~oOo~

2009-06-02

Repro rights for geese?




Last spring, Hanna and I had lots of fun on gosling spotting on our frequent walks along the Charles esplanade. As April came to a close and we cruised into May, we were looking forward to more baby geeses! Except . . . none were to be found. We were confused. Had we forgotten when the hatchlings appeared? We were worried. Was some virus wiping out the populations of Canadian geese? Except we saw plenty of adult geese and adult ducks all over the city, so some sort of bird pandemic didn't seem to be the case.

Then, finally, we stumbled onto the answer in a Boston Globe article. Among the tactics city officials are using to keep the goose population down is an effort to keep eggs from hatching by coating them in corn oil, which according to the Canada Goose Hall of Shame website is called "egg addling" and is considered by many animal rights organizations to be a favorable alternative than slaughter or gassing. Which, okay, I can kinda buy. But after a couple of weeks of stewing about the story Hanna and I keep coming back to it and feeling peeved. It seems stingy of us humans to aggressively control the population of birds in our public parks just because we don't like walking in bird poo; the geese have a right to enjoy our green spaces as much as we do! And while I'm, you know, for family planning I'm not for coercive population control measures -- don't geese have reproductive rights too? And don't those reproductive rights include not having their eggs destroyed without their consent? I ask this sort of tongue-in-cheek, but not entirely . . . how are we as feminists committed to reproductive rights and justice to think about population control of non-human species?

1 comment:

  1. Ah, the Canadian Geese issue. Part of the reason we have so many is that hunting has been banned b/c they were almost decimated during the last century. They have repopulated with a vengeance. Egg addling (where it's legal) is one of the few controls now that we've eliminated ourselves as predators.

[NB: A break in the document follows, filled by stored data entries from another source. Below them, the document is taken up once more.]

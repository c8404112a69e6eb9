//! Logging for tapline.
//!
//! Two layers live here. [`init_logging`] installs the process-wide `tracing`
//! subscriber (stdout and/or a daily rolling file, plain or JSON). The tunnel
//! components themselves never touch that global state: they report through
//! an [`EventLog`] built from an injected [`LogSink`].

mod sink;

pub use sink::{EventLog, LogSink, MemorySink};

use tracing::Level;
use tracing_appender::{
    non_blocking::{NonBlocking, WorkerGuard},
    rolling::{RollingFileAppender, Rotation},
};
use tracing_log::LogTracer;
use tracing_subscriber::{fmt, prelude::*, EnvFilter, Layer, Registry};

/// Log initialization options.
#[derive(Debug, Clone)]
pub struct LogOptions {
    /// Log level (default: INFO)
    pub level: Level,

    /// Whether to log to stdout (default: true)
    pub log_to_stdout: bool,

    /// Whether to log to a file (default: false)
    pub log_to_file: bool,

    /// Directory to store log files (default: "./logs")
    pub log_dir: String,

    /// Base filename for log files (default: "tapline")
    pub log_file_name: String,

    /// Whether to use JSON format for logs (default: false)
    pub json_format: bool,

    /// Whether to include file and line information (default: false)
    pub include_file_line: bool,
}

impl Default for LogOptions {
    fn default() -> Self {
        LogOptions {
            level: Level::INFO,
            log_to_stdout: true,
            log_to_file: false,
            log_dir: "./logs".to_string(),
            log_file_name: "tapline".to_string(),
            json_format: false,
            include_file_line: false,
        }
    }
}

/// Parse a textual level, falling back to INFO for anything unknown.
pub fn parse_level(level: &str) -> Level {
    match level.to_ascii_lowercase().as_str() {
        "trace" => Level::TRACE,
        "debug" => Level::DEBUG,
        "info" => Level::INFO,
        "warn" | "warning" => Level::WARN,
        "error" => Level::ERROR,
        _ => Level::INFO,
    }
}

/// Initialize logging with the given options.
///
/// File output is written by a background worker; keep the returned guard
/// alive until exit or the tail of the log is lost. Only the first call in a
/// process installs a subscriber.
///
/// # Examples
///
/// ```
/// use tapline_core::logging::{init_logging, LogOptions};
/// use tracing::Level;
///
/// let options = LogOptions {
///     level: Level::DEBUG,
///     ..Default::default()
/// };
///
/// let _guard = init_logging(options);
/// ```
pub fn init_logging(options: LogOptions) -> Option<WorkerGuard> {
    let _ = LogTracer::init();

    let mut outputs: Vec<BoxedLayer> = Vec::with_capacity(2);
    if options.log_to_stdout {
        outputs.push(output_layer(std::io::stdout, &options, true));
    }

    let guard = options.log_to_file.then(|| {
        let appender = RollingFileAppender::new(Rotation::DAILY, &options.log_dir, &options.log_file_name);
        let (writer, guard) = NonBlocking::new(appender);
        outputs.push(output_layer(writer, &options, false));
        guard
    });

    let filter = EnvFilter::from_default_env().add_directive(options.level.into());
    let _ = tracing_subscriber::registry()
        .with(outputs)
        .with(filter)
        .try_init();

    guard
}

type BoxedLayer = Box<dyn Layer<Registry> + Send + Sync>;

/// One formatted output; ANSI colours only make sense on a terminal.
fn output_layer<W>(writer: W, options: &LogOptions, ansi: bool) -> BoxedLayer
where
    W: for<'w> fmt::MakeWriter<'w> + Send + Sync + 'static,
{
    let layer = fmt::layer()
        .with_writer(writer)
        .with_ansi(ansi)
        .with_target(true)
        .with_file(options.include_file_line)
        .with_line_number(options.include_file_line);
    if options.json_format {
        layer.json().boxed()
    } else {
        layer.boxed()
    }
}

/// Initialize logging with default options.
pub fn init_default_logging() -> Option<WorkerGuard> {
    init_logging(LogOptions::default())
}

/// Initialize logging from the `[logging]` section of a configuration.
///
/// # Examples
///
/// ```
/// use tapline_core::config::Config;
/// use tapline_core::logging::init_logging_from_config;
///
/// let config = Config::default();
/// let _guard = init_logging_from_config(&config);
/// ```
pub fn init_logging_from_config(config: &crate::config::Config) -> Option<WorkerGuard> {
    init_logging(options_from_config(config))
}

/// Translate the `[logging]` configuration section into [`LogOptions`].
pub fn options_from_config(config: &crate::config::Config) -> LogOptions {
    let logging = &config.logging;
    LogOptions {
        level: parse_level(&logging.level),
        log_to_stdout: logging.log_to_stdout,
        log_to_file: logging.log_to_file,
        log_dir: logging.log_dir.clone(),
        json_format: logging.json_format,
        ..Default::default()
    }
}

    And yes, while goose refuse is nasty, a larger problem is that geese are very territorial and aggressive birds. They will attack people and they can do some damage.

    From a feminist perspective, I'm somewhat at a loss when it comes to these geese. The current situation is the result of human actions at several points in history. We over-hunted, we banned hunting (although occasionally a state dnr will sponsor a controlled hunt), and now we have more federally protected Canadian Geese than we know what to do with. All around, this probably counts as a major conservation FAIL.